§ **Supplied records**

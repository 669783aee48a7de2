//! Album domain entities.

pub mod model;

pub use model::{Album, AlbumFile};
async fn move_rule(
    vault: &TestVault,
    ctx: &RequestContext,
    name: &str,
    conditions: serde_json::Value,
    destination: FolderId,
) -> RuleId {
    vault
        .rule_service
        .create_rule(
            ctx,
            CreateRuleRequest {
                name: name.to_string(),
                conditions,
                condition_logic: ConditionLogic::And,
                action: json!({
                    "type": "move_to_folder",
                    "destination_folder_id": destination,
                }),
            },
        )
        .await
        .expect("create rule")
        .id
}

#[tokio::test]
async fn test_sweep_requires_an_inbox() {
    let vault = TestVault::new();
    let owner = vault.family().await;

    let err = vault
        .processor
        .process_inbox(
            owner.family_id,
            Some(owner.member_id),
            &CancellationToken::new(),
        )
        .await
        .unwrap_err();
    assert_eq!(err.kind, ErrorKind::NotFound);
}

#[tokio::test]
async fn test_first_matching_rule_wins() {
    let vault = TestVault::new();
    let owner = vault.family().await;
    let photos = vault.folder(&owner, "Photos", None).await;
    let misc = vault.folder(&owner, "Misc", None).await;

    let winner = move_rule(
        &vault,
        &owner,
        "jpegs into Photos",
        json!([{"kind": "extension", "value": "jpg, jpeg"}]),
        photos.id,
    )
    .await;
    move_rule(
        &vault,
        &owner,
        "any image into Misc",
        json!([{"kind": "mime_type", "value": "image/*"}]),
        misc.id,
    )
    .await;

    let file = vault
        .upload(&owner, "IMG_001.JPG", Some("image/jpeg"), 2_000_000, None)
        .await;

    let report = vault
        .processor
        .process_inbox(
            owner.family_id,
            Some(owner.member_id),
            &CancellationToken::new(),
        )
        .await
        .expect("sweep");
    assert_eq!(report.files_processed, 1);
    assert_eq!(report.rules_matched, 1);

    // Both rules match the file; only the lower priority applied.
    let moved = vault
        .files
        .find_by_id(file.id)
        .await
        .expect("find file")
        .expect("file exists");
    assert_eq!(moved.folder_id, photos.id);

    let entries = vault.log.list_by_file(file.id).await.expect("log");
    assert_eq!(entries.len(), 1);
    let entry = &entries[0];
    assert_eq!(entry.rule_id, Some(winner));
    assert_eq!(entry.rule_name.as_deref(), Some("jpegs into Photos"));
    assert_eq!(entry.action.as_deref(), Some("move_to_folder"));
    assert_eq!(entry.destination_folder_id, Some(photos.id));
    assert!(entry.succeeded);
    assert_eq!(entry.error, None);
}

#[tokio::test]
async fn test_unmatched_files_are_logged_and_left_in_place() {
    let vault = TestVault::new();
    let owner = vault.family().await;
    let file = vault.upload(&owner, "notes.txt", None, 64, None).await;

    let report = vault
        .processor
        .process_inbox(owner.family_id, None, &CancellationToken::new())
        .await
        .expect("sweep");
    assert_eq!(report.files_processed, 1);
    assert_eq!(report.rules_matched, 0);

    let still_there = vault
        .files
        .find_by_id(file.id)
        .await
        .expect("find file")
        .expect("file exists");
    assert_eq!(still_there.folder_id, file.folder_id);

    let entries = vault.log.list_by_file(file.id).await.expect("log");
    assert_eq!(entries.len(), 1);
    assert_eq!(entries[0].rule_id, None);
    assert_eq!(entries[0].rule_name, None);
    assert_eq!(entries[0].action, None);
    assert!(entries[0].succeeded);
}

#[tokio::test]
async fn test_disabled_rules_never_fire() {
    let vault = TestVault::new();
    let owner = vault.family().await;
    let photos = vault.folder(&owner, "Photos", None).await;

    let rule = move_rule(
        &vault,
        &owner,
        "disabled",
        json!([{"kind": "extension", "value": "jpg"}]),
        photos.id,
    )
    .await;
    vault
        .rule_service
        .set_enabled(&owner, rule, false)
        .await
        .expect("disable");

    let file = vault
        .upload(&owner, "holiday.jpg", Some("image/jpeg"), 100, None)
        .await;
    let report = vault
        .processor
        .process_inbox(owner.family_id, None, &CancellationToken::new())
        .await
        .expect("sweep");

    assert_eq!(report.rules_matched, 0);
    let unmoved = vault
        .files
        .find_by_id(file.id)
        .await
        .expect("find file")
        .expect("file exists");
    assert_eq!(unmoved.folder_id, file.folder_id);
}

§ **Task requirements**
Every line of the listing above that includes "conditions" should be copied out.

§ **Finished task**
    conditions: serde_json::Value,
                conditions,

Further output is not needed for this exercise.